KIGALI - Rwanda’s prisons will reduce their inmate overcrowding from 120 to 108 percent this year, Internal Security Minister, Sheikh Mussa Fazil Harerimana, announced yesterday.
The Minister was speaking to Sunday Times in an interview shortly before officially opening a two-day meeting that attracted prisons chiefs from the East African Community.
The prisons chiefs are discussing how to implement the recommended work plan and proposed implementation modalities by experts from the previous meeting.
"Overcrowding in prisons was at 130 percent and has since reduced to 120. This year we want to further reduce it to 108 percent,” Harerimana said.

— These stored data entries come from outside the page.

impl BookingService {
    pub fn new(
        sessions: Arc<dyn SessionRepository>,
        mentors: Arc<dyn MentorRepository>,
        links: MeetingLinkService,
        outbox: NotificationOutbox,
        config: BookingConfig,
    ) -> Self {
        Self {
            sessions,
            mentors,
            links,
            outbox,
            config,
        }
    }

    pub async fn book_session(
        &self,
        mentee_id: Uuid,
        mentor_id: Uuid,
        request: BookSessionRequest,
    ) -> Result<Session, AppError> {
        self.book_session_at(mentee_id, mentor_id, request, Utc::now().naive_utc())
            .await
    }

    /// Books against an explicit clock.
    pub async fn book_session_at(
        &self,
        mentee_id: Uuid,
        mentor_id: Uuid,
        request: BookSessionRequest,
        now: NaiveDateTime,
    ) -> Result<Session, AppError> {
        request.validate()?;

        let mentor = self.approved_mentor(mentor_id).await?;

        let duration = request
            .duration_minutes
            .unwrap_or_else(|| mentor.session_duration.minutes());
        if duration < self.config.min_duration_minutes || duration > self.config.max_duration_minutes {
            return Err(AppError::Validation(format!(
                "Duration must be between {} and {} minutes.",
                self.config.min_duration_minutes, self.config.max_duration_minutes
            )));
        }

        if request.session_date.and_time(request.session_time) < now {
            return Err(AppError::Validation(PAST_BOOKING.to_string()));
        }

        if self
            .sessions
            .slot_taken(mentor.id, request.session_date, request.session_time)
            .await?
        {
            return Err(AppError::Conflict(SLOT_TAKEN_MESSAGE.to_string()));
        }

        let session = self
            .sessions
            .insert_session(NewSession {
                mentor_id: mentor.id,
                mentee_id,
                session_date: request.session_date,
                session_time: request.session_time,
                duration_minutes: duration,
                amount_paid: compute_amount(mentor.hourly_rate, duration),
                meeting_notes: non_blank(request.notes),
            })
            .await?;

        tracing::info!(
            session_id = %session.id,
            mentor_id = %mentor.id,
            mentee_id = %mentee_id,
            amount = %session.amount_paid,
            "session booked"
        );
        Ok(session)
    }

    /// Simulated payment capture. The session stays `pending` until the
    /// mentor or an administrator confirms it.
    pub async fn pay_for_session(&self, mentee_id: Uuid, session_id: Uuid) -> Result<Session, AppError> {
        let session = self.mentee_session(mentee_id, session_id).await?;

        if session.payment_status == PaymentStatus::Completed {
            return Err(AppError::Conflict(ALREADY_PAID.to_string()));
        }

        let session = self
            .sessions
            .complete_payment(session.id)
            .await?
            .ok_or_else(|| AppError::Conflict(ALREADY_PAID.to_string()))?;
        tracing::info!(session_id = %session.id, mentee_id = %mentee_id, "payment captured");
        Ok(session)
    }

    pub async fn session_for_mentee(&self, mentee_id: Uuid, session_id: Uuid) -> Result<SessionResponse, AppError> {
        Ok(self.mentee_session(mentee_id, session_id).await?.into())
    }

    pub async fn mentee_dashboard(&self, mentee_id: Uuid) -> Result<MenteeDashboard, AppError> {
        self.mentee_dashboard_on(mentee_id, Utc::now().date_naive()).await
    }

    pub async fn mentee_dashboard_on(&self, mentee_id: Uuid, today: NaiveDate) -> Result<MenteeDashboard, AppError> {
        let sessions = self.sessions.sessions_for_mentee(mentee_id).await?;
        let limit = self.config.history_limit;

        let upcoming = sessions
            .iter()
            .filter(|s| s.status.is_active() && s.session_date >= today)
            .cloned()
            .map(SessionResponse::from)
            .collect();
        let past = sessions
            .iter()
            .rev()
            .filter(|s| s.status == SessionStatus::Completed)
            .take(limit)
            .cloned()
            .map(SessionResponse::from)
            .collect();
        let cancelled = sessions
            .iter()
            .rev()
            .filter(|s| s.status == SessionStatus::Cancelled)
            .take(limit)
            .cloned()
            .map(SessionResponse::from)
            .collect();

        Ok(MenteeDashboard {
            upcoming_sessions: upcoming,
            past_sessions: past,
            cancelled_sessions: cancelled,
        })
    }

    pub async fn mentor_dashboard(&self, user_id: Uuid) -> Result<MentorDashboard, AppError> {
        self.mentor_dashboard_on(user_id, Utc::now().date_naive()).await
    }

    pub async fn mentor_dashboard_on(&self, user_id: Uuid, today: NaiveDate) -> Result<MentorDashboard, AppError> {
        let mentor = self.mentor_for_actor(user_id).await?;
        let sessions = self.sessions.sessions_for_mentor(mentor.id).await?;

        let (upcoming, past): (Vec<Session>, Vec<Session>) = sessions
            .into_iter()
            .filter(|s| {
                (s.status.is_active() && s.session_date >= today) || s.status == SessionStatus::Completed
            })
            .partition(|s| s.status.is_active());

        Ok(MentorDashboard {
            mentor: mentor.into(),
            upcoming_sessions: upcoming.into_iter().map(SessionResponse::from).collect(),
            past_sessions: past.into_iter().rev().map(SessionResponse::from).collect(),
        })
    }

    pub async fn mentor_session_detail(&self, user_id: Uuid, session_id: Uuid) -> Result<SessionResponse, AppError> {
        let mentor = self.mentor_for_actor(user_id).await?;
        Ok(self.mentor_session(&mentor, session_id).await?.into())
    }

    /// Mentor accepts a pending booking.
    pub async fn accept_session(&self, user_id: Uuid, session_id: Uuid) -> Result<Session, AppError> {
        let mentor = self.mentor_for_actor(user_id).await?;
        let read = self.mentor_session(&mentor, session_id).await?;

        if read.status != SessionStatus::Pending {
            return Err(AppError::Conflict(NOT_PENDING.to_string()));
        }

        let mut session = read.clone();
        let (mentor_contact, mentee) = self.participants(&mentor, &session).await?;
        if session.effective_meeting_link().is_empty() {
            self.links
                .generate(&mut session, &mentor, mentor_contact.as_ref(), mentee.as_ref())
                .await?;
        }

        // The link was generated without a lock; only a still-pending row is confirmed.
        let change = SessionTransition::new(&read, SessionStatus::Confirmed).with_changes(&read, &session);
        let session = self
            .sessions
            .transition_session(&change)
            .await?
            .ok_or_else(|| AppError::Conflict(NOT_PENDING.to_string()))?;
        tracing::info!(session_id = %session.id, mentor_id = %mentor.id, "session accepted by mentor");

        if let Some(mentee) = &mentee {
            self.outbox
                .enqueue(notifications::booking_confirmed_for_mentee(&session, &mentor, mentee));
            if let Some(contact) = &mentor_contact {
                self.outbox
                    .enqueue(notifications::booking_confirmed_for_mentor(&session, &mentor, contact, mentee));
            }
        }

        Ok(session)
    }

    /// Mentor marks a pending or confirmed session completed or cancelled.
    pub async fn mentor_set_status(
        &self,
        user_id: Uuid,
        session_id: Uuid,
        action: &str,
    ) -> Result<Session, AppError> {
        let target = parse_action(action)?;
        if !matches!(target, SessionStatus::Completed | SessionStatus::Cancelled) {
            return Err(AppError::Validation(INVALID_ACTION.to_string()));
        }

        let mentor = self.mentor_for_actor(user_id).await?;
        let session = self.mentor_session(&mentor, session_id).await?;

        if !session.status.is_active() {
            return Err(AppError::Conflict(format!(
                "This session is already {}.",
                session.status.display_name().to_lowercase()
            )));
        }

        let previous = session.status;
        let session = self
            .sessions
            .transition_session(&SessionTransition::new(&session, target))
            .await?
            .ok_or_else(|| AppError::Conflict(SESSION_CHANGED.to_string()))?;
        tracing::info!(
            session_id = %session.id,
            mentor_id = %mentor.id,
            from = %previous,
            to = %target,
            "session status set by mentor"
        );

        if let Some(mentee) = self.sessions.user_contact(session.mentee_id).await? {
            self.outbox
                .enqueue(notifications::mentor_status_change(&session, &mentor, &mentee));
        }

        Ok(session)
    }

    /// Administrative override: any status to any status.
    pub async fn admin_set_status(
        &self,
        admin_id: Uuid,
        session_id: Uuid,
        request: SetStatusRequest,
    ) -> Result<Session, AppError> {
        let target = parse_action(&request.action)?;
        let supplied_link = non_blank(request.meeting_link);
        if target == SessionStatus::Confirmed {
            if let Some(link) = &supplied_link {
                validate_meeting_link(link)?;
            }
        }

        let read = self
            .sessions
            .get_session(session_id)
            .await?
            .ok_or_else(|| AppError::NotFound(SESSION_NOT_FOUND.to_string()))?;
        let mentor = self
            .mentors
            .get_mentor(read.mentor_id)
            .await?
            .ok_or_else(|| AppError::NotFound(MENTOR_NOT_FOUND.to_string()))?;

        let previous = read.status;
        let mut session = read.clone();

        let (mentor_contact, mentee) = self.participants(&mentor, &session).await?;
        if target == SessionStatus::Confirmed {
            if let Some(link) = supplied_link {
                session.admin_provided_link = Some(link);
                session.link_provided_at = Some(Utc::now());
            }
            if session.effective_meeting_link().is_empty() {
                self.links
                    .generate(&mut session, &mentor, mentor_contact.as_ref(), mentee.as_ref())
                    .await?;
            }
        }

        let change = SessionTransition::new(&read, target).with_changes(&read, &session);
        let session = self
            .sessions
            .transition_session(&change)
            .await?
            .ok_or_else(|| AppError::Conflict(SESSION_CHANGED.to_string()))?;
        tracing::info!(
            session_id = %session.id,
            admin_id = %admin_id,
            from = %previous,
            to = %target,
            "session status set by admin"
        );

        if let Some(mentee) = &mentee {
            self.outbox
                .enqueue(notifications::admin_status_change_for_mentee(&session, &mentor, mentee));
            if let Some(contact) = &mentor_contact {
                self.outbox.enqueue(notifications::admin_status_change_for_mentor(
                    &session, &mentor, contact, mentee,
                ));
            }
        }

        Ok(session)
    }

    pub async fn admin_sessions(&self, query: AdminSessionQuery) -> Result<Page<AdminSessionSummary>, AppError> {
        let status = match non_blank(query.status).as_deref() {
            None | Some("all") => None,
            Some(value) => Some(
                value
                    .parse::<SessionStatus>()
                    .map_err(|_| AppError::Validation(format!("Unknown session status '{}'.", value)))?,
            ),
        };
        let filter = SessionFilter {
            status,
            search: non_blank(query.q),
        };

        Ok(self
            .sessions
            .search_sessions(&filter, PageRequest::new(query.page, self.config.admin_page_size))
            .await?)
    }

    /// Advertised times for the date's weekday that no active session holds.
    pub async fn availability(&self, mentor_id: Uuid, date: NaiveDate) -> Result<AvailabilityResponse, AppError> {
        let mentor = self.approved_mentor(mentor_id).await?;
        let advertised = mentor.availability.times_on(date);
        let booked = self.sessions.booked_times(mentor.id, date).await?;

        let available = advertised
            .iter()
            .copied()
            .filter(|time| !booked.contains(time))
            .collect();

        Ok(AvailabilityResponse {
            mentor_id: mentor.id,
            date,
            weekday: weekday_key(date.weekday()),
            advertised,
            available,
        })
    }

    async fn approved_mentor(&self, mentor_id: Uuid) -> Result<MentorProfile, AppError> {
        self.mentors
            .get_mentor(mentor_id)
            .await?
            .filter(MentorProfile::is_approved)
            .ok_or_else(|| AppError::NotFound(MENTOR_NOT_FOUND.to_string()))
    }

    async fn mentor_for_actor(&self, user_id: Uuid) -> Result<MentorProfile, AppError> {
        self.mentors
            .mentor_for_user(user_id)
            .await?
            .ok_or_else(|| AppError::Authorization(NO_MENTOR_PROFILE.to_string()))
    }

    async fn mentee_session(&self, mentee_id: Uuid, session_id: Uuid) -> Result<Session, AppError> {
        self.sessions
            .get_session(session_id)
            .await?
            .filter(|s| s.mentee_id == mentee_id)
            .ok_or_else(|| AppError::NotFound(SESSION_NOT_FOUND.to_string()))
    }

    async fn mentor_session(&self, mentor: &MentorProfile, session_id: Uuid) -> Result<Session, AppError> {
        self.sessions
            .get_session(session_id)
            .await?
            .filter(|s| s.mentor_id == mentor.id)
            .ok_or_else(|| AppError::NotFound(SESSION_NOT_FOUND.to_string()))
    }

    /// Linked mentor account (if any) and the mentee.
    async fn participants(
        &self,
        mentor: &MentorProfile,
        session: &Session,
    ) -> Result<(Option<UserContact>, Option<UserContact>), AppError> {
        let mentor_contact = match mentor.user_id {
            Some(user_id) => self.sessions.user_contact(user_id).await?,
            None => None,
        };
        let mentee = self.sessions.user_contact(session.mentee_id).await?;
        Ok((mentor_contact, mentee))
    }
}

He added that the visiting prison heads will also learn a lot from the country’s prisons achievements since 1994.
"The first thing they will take home is that where there is political will, everything is possible. Another thing is the Biogas project which has greatly reduced consumption of firewood,” the Minister said.
Kigali Institute of Science and Technology (KIST) has been helping prisons reduce their enormous consumption of firewood by introducing Biogas facilities.
The project converts human waste into combustible biogas that is used for cooking.
Reports indicate that it reduced annual wood-fuel costs by 60 percent, estimated at $1 million.
In 2005, Rwandan prison biogas facilities received an Ashden Award for sustainable energy. The award, which comes with a prize worth nearly $50,000, is given by the Ashden Trust, a British charity organization that promotes green technologies.